» Work to be completed
Reproduce each entry below verbatim.

» Dataset entries
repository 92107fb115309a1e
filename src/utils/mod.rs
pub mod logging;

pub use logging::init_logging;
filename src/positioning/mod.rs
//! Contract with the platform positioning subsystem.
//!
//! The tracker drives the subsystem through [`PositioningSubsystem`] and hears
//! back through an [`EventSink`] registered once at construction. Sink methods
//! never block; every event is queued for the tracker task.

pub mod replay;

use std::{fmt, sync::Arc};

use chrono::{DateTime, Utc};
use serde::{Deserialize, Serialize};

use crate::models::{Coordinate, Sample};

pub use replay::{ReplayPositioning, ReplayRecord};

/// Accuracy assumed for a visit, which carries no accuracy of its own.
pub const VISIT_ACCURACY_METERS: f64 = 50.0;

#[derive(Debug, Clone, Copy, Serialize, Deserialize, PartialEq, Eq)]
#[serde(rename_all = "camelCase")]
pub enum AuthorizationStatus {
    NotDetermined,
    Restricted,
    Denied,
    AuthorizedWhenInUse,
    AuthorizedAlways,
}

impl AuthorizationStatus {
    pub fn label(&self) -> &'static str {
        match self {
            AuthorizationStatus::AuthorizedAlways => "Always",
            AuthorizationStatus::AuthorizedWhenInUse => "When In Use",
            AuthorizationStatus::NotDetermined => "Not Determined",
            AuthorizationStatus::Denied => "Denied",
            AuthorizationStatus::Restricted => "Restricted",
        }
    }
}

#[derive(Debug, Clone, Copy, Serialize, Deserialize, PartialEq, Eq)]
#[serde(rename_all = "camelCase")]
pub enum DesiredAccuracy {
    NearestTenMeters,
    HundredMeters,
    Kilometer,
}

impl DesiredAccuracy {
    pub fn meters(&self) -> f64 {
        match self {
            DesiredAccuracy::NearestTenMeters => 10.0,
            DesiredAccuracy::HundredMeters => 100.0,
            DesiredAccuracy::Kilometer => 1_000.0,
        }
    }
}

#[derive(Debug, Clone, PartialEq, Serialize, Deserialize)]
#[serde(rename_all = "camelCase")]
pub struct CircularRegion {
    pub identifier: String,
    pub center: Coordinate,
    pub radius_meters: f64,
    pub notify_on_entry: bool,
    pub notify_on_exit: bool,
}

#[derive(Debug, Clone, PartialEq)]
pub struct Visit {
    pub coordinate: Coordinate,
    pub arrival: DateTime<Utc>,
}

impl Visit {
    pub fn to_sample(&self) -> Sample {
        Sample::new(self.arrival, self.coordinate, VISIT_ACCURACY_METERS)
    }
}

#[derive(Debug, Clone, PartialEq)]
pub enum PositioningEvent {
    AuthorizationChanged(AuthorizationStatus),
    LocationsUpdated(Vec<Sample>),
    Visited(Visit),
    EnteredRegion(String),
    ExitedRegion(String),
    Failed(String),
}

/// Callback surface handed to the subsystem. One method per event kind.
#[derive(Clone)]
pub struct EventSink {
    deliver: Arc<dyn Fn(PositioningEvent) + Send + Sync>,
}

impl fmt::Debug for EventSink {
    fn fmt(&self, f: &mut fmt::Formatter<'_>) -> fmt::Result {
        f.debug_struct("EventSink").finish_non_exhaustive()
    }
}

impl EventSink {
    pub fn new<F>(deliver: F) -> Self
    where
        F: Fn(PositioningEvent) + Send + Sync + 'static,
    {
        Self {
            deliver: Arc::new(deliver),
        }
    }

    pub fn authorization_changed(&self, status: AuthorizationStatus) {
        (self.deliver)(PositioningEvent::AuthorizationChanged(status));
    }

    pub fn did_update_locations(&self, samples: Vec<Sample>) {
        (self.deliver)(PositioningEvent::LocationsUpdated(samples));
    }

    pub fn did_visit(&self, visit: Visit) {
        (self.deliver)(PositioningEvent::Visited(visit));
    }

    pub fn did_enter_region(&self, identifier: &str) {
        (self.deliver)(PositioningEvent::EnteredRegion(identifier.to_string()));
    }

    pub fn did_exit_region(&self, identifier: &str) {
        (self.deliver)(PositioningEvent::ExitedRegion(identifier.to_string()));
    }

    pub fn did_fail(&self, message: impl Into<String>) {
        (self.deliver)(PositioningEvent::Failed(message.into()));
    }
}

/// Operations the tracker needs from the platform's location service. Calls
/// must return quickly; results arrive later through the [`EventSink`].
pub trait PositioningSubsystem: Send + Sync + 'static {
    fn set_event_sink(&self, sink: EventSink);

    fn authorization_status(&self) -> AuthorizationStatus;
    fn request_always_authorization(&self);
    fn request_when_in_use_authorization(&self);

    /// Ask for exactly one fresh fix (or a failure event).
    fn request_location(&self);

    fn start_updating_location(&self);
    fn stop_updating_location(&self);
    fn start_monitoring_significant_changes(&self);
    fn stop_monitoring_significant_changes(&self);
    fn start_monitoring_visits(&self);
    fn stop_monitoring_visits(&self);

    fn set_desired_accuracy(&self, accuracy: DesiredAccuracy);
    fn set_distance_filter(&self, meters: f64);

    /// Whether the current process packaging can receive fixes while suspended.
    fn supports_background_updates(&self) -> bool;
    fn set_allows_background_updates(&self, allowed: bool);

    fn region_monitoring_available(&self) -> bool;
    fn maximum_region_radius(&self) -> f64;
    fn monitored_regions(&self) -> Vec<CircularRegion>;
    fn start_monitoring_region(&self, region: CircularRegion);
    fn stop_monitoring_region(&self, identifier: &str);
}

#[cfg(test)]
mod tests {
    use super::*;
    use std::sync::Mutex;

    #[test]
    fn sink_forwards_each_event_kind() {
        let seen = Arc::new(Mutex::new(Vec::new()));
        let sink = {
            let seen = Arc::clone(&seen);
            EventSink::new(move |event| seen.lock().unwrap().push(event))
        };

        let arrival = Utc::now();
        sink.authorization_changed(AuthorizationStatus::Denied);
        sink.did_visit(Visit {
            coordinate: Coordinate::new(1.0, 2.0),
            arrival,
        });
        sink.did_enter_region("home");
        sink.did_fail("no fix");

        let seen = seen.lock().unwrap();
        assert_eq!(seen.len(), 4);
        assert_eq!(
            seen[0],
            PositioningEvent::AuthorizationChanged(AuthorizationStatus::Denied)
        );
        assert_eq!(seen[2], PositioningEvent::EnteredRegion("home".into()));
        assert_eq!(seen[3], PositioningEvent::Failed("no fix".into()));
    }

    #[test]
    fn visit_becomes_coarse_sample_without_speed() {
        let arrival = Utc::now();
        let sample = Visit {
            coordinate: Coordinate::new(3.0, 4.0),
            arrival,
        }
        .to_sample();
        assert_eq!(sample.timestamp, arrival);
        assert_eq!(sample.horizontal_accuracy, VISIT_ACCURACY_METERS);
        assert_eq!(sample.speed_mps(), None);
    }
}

» Response below
repository 92107fb115309a1e
filename src/utils/mod.rs
pub mod logging;

pub use logging::init_logging;
filename src/positioning/mod.rs
//! Contract with the platform positioning subsystem.
//!
//! The tracker drives the subsystem through [`PositioningSubsystem`] and hears
//! back through an [`EventSink`] registered once at construction. Sink methods
//! never block; every event is queued for the tracker task.

pub mod replay;

use std::{fmt, sync::Arc};

use chrono::{DateTime, Utc};
use serde::{Deserialize, Serialize};

use crate::models::{Coordinate, Sample};

pub use replay::{ReplayPositioning, ReplayRecord};

/// Accuracy assumed for a visit, which carries no accuracy of its own.
pub const VISIT_ACCURACY_METERS: f64 = 50.0;

#[derive(Debug, Clone, Copy, Serialize, Deserialize, PartialEq, Eq)]
#[serde(rename_all = "camelCase")]
pub enum AuthorizationStatus {
    NotDetermined,
    Restricted,
    Denied,
    AuthorizedWhenInUse,
    AuthorizedAlways,
}

impl AuthorizationStatus {
    pub fn label(&self) -> &'static str {
        match self {
            AuthorizationStatus::AuthorizedAlways => "Always",
            AuthorizationStatus::AuthorizedWhenInUse => "When In Use",
            AuthorizationStatus::NotDetermined => "Not Determined",
            AuthorizationStatus::Denied => "Denied",
            AuthorizationStatus::Restricted => "Restricted",
        }
    }
}

#[derive(Debug, Clone, Copy, Serialize, Deserialize, PartialEq, Eq)]
#[serde(rename_all = "camelCase")]
pub enum DesiredAccuracy {
    NearestTenMeters,
    HundredMeters,
    Kilometer,
}

impl DesiredAccuracy {
    pub fn meters(&self) -> f64 {
        match self {
            DesiredAccuracy::NearestTenMeters => 10.0,
            DesiredAccuracy::HundredMeters => 100.0,
            DesiredAccuracy::Kilometer => 1_000.0,
        }
    }
}

#[derive(Debug, Clone, PartialEq, Serialize, Deserialize)]
#[serde(rename_all = "camelCase")]
pub struct CircularRegion {
    pub identifier: String,
    pub center: Coordinate,
    pub radius_meters: f64,
    pub notify_on_entry: bool,
    pub notify_on_exit: bool,
}

#[derive(Debug, Clone, PartialEq)]
pub struct Visit {
    pub coordinate: Coordinate,
    pub arrival: DateTime<Utc>,
}

impl Visit {
    pub fn to_sample(&self) -> Sample {
        Sample::new(self.arrival, self.coordinate, VISIT_ACCURACY_METERS)
    }
}

#[derive(Debug, Clone, PartialEq)]
pub enum PositioningEvent {
    AuthorizationChanged(AuthorizationStatus),
    LocationsUpdated(Vec<Sample>),
    Visited(Visit),
    EnteredRegion(String),
    ExitedRegion(String),
    Failed(String),
}

/// Callback surface handed to the subsystem. One method per event kind.
#[derive(Clone)]
pub struct EventSink {
    deliver: Arc<dyn Fn(PositioningEvent) + Send + Sync>,
}

impl fmt::Debug for EventSink {
    fn fmt(&self, f: &mut fmt::Formatter<'_>) -> fmt::Result {
        f.debug_struct("EventSink").finish_non_exhaustive()
    }
}

impl EventSink {
    pub fn new<F>(deliver: F) -> Self
    where
        F: Fn(PositioningEvent) + Send + Sync + 'static,
    {
        Self {
            deliver: Arc::new(deliver),
        }
    }

    pub fn authorization_changed(&self, status: AuthorizationStatus) {
        (self.deliver)(PositioningEvent::AuthorizationChanged(status));
    }

    pub fn did_update_locations(&self, samples: Vec<Sample>) {
        (self.deliver)(PositioningEvent::LocationsUpdated(samples));
    }

    pub fn did_visit(&self, visit: Visit) {
        (self.deliver)(PositioningEvent::Visited(visit));
    }

    pub fn did_enter_region(&self, identifier: &str) {
        (self.deliver)(PositioningEvent::EnteredRegion(identifier.to_string()));
    }

    pub fn did_exit_region(&self, identifier: &str) {
        (self.deliver)(PositioningEvent::ExitedRegion(identifier.to_string()));
    }

    pub fn did_fail(&self, message: impl Into<String>) {
        (self.deliver)(PositioningEvent::Failed(message.into()));
    }
}

/// Operations the tracker needs from the platform's location service. Calls
/// must return quickly; results arrive later through the [`EventSink`].
pub trait PositioningSubsystem: Send + Sync + 'static {
    fn set_event_sink(&self, sink: EventSink);

    fn authorization_status(&self) -> AuthorizationStatus;
    fn request_always_authorization(&self);
    fn request_when_in_use_authorization(&self);

    /// Ask for exactly one fresh fix (or a failure event).
    fn request_location(&self);

    fn start_updating_location(&self);
    fn stop_updating_location(&self);
    fn start_monitoring_significant_changes(&self);
    fn stop_monitoring_significant_changes(&self);
    fn start_monitoring_visits(&self);
    fn stop_monitoring_visits(&self);

    fn set_desired_accuracy(&self, accuracy: DesiredAccuracy);
    fn set_distance_filter(&self, meters: f64);

    /// Whether the current process packaging can receive fixes while suspended.
    fn supports_background_updates(&self) -> bool;
    fn set_allows_background_updates(&self, allowed: bool);

    fn region_monitoring_available(&self) -> bool;
    fn maximum_region_radius(&self) -> f64;
    fn monitored_regions(&self) -> Vec<CircularRegion>;
    fn start_monitoring_region(&self, region: CircularRegion);
    fn stop_monitoring_region(&self, identifier: &str);
}

#[cfg(test)]
mod tests {
    use super::*;
    use std::sync::Mutex;

    #[test]
    fn sink_forwards_each_event_kind() {
        let seen = Arc::new(Mutex::new(Vec::new()));
        let sink = {
            let seen = Arc::clone(&seen);
            EventSink::new(move |event| seen.lock().unwrap().push(event))
        };

        let arrival = Utc::now();
        sink.authorization_changed(AuthorizationStatus::Denied);
        sink.did_visit(Visit {
            coordinate: Coordinate::new(1.0, 2.0),
            arrival,
        });
        sink.did_enter_region("home");
        sink.did_fail("no fix");

        let seen = seen.lock().unwrap();
        assert_eq!(seen.len(), 4);
        assert_eq!(
            seen[0],
            PositioningEvent::AuthorizationChanged(AuthorizationStatus::Denied)
        );
        assert_eq!(seen[2], PositioningEvent::EnteredRegion("home".into()));
        assert_eq!(seen[3], PositioningEvent::Failed("no fix".into()));
    }

    #[test]
    fn visit_becomes_coarse_sample_without_speed() {
        let arrival = Utc::now();
        let sample = Visit {
            coordinate: Coordinate::new(3.0, 4.0),
            arrival,
        }
        .to_sample();
        assert_eq!(sample.timestamp, arrival);
        assert_eq!(sample.horizontal_accuracy, VISIT_ACCURACY_METERS);
        assert_eq!(sample.speed_mps(), None);
    }
}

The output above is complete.